Records for this task:

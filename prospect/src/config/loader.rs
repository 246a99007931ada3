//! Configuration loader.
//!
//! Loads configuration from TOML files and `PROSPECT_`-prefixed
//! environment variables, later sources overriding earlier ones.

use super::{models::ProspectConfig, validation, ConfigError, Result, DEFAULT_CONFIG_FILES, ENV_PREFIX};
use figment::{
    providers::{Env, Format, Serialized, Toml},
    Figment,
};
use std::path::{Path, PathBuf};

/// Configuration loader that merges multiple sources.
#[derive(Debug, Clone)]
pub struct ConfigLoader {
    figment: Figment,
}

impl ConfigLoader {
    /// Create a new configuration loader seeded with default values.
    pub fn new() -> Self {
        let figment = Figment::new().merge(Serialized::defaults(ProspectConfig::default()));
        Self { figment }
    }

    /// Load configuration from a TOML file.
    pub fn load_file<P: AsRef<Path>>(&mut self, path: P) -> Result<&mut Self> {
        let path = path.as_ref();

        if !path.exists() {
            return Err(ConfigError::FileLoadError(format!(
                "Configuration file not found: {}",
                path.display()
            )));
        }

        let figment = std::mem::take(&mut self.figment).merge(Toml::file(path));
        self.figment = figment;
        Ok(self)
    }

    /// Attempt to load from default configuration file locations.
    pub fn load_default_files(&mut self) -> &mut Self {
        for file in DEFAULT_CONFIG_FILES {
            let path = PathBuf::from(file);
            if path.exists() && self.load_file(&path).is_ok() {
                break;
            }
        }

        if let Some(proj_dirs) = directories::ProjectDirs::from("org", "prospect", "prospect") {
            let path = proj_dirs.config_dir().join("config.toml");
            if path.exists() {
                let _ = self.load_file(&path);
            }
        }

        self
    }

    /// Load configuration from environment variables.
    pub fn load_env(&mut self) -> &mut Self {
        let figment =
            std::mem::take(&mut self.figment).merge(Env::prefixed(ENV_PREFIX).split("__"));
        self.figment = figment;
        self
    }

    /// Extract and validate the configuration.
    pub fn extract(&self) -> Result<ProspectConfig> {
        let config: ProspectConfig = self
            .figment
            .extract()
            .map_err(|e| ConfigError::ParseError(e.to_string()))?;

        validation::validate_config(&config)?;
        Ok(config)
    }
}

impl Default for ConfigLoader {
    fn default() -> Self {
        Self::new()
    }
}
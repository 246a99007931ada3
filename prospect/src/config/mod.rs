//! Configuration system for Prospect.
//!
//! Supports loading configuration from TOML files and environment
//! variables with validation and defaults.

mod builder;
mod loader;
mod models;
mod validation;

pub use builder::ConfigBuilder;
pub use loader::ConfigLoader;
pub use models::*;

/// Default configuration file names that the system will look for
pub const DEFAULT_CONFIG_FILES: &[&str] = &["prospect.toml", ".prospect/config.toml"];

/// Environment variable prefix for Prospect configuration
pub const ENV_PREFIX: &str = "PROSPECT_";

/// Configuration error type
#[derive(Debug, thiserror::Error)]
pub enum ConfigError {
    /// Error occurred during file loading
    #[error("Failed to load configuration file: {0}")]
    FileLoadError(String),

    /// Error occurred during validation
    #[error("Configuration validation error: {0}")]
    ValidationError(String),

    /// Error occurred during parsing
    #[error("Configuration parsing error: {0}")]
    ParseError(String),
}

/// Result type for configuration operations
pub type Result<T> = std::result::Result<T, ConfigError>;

Aim of the exercise:
Select every line in the records above that contains the word "loading".

Answer section:
//! Supports loading configuration from TOML files and environment
    /// Error occurred during file loading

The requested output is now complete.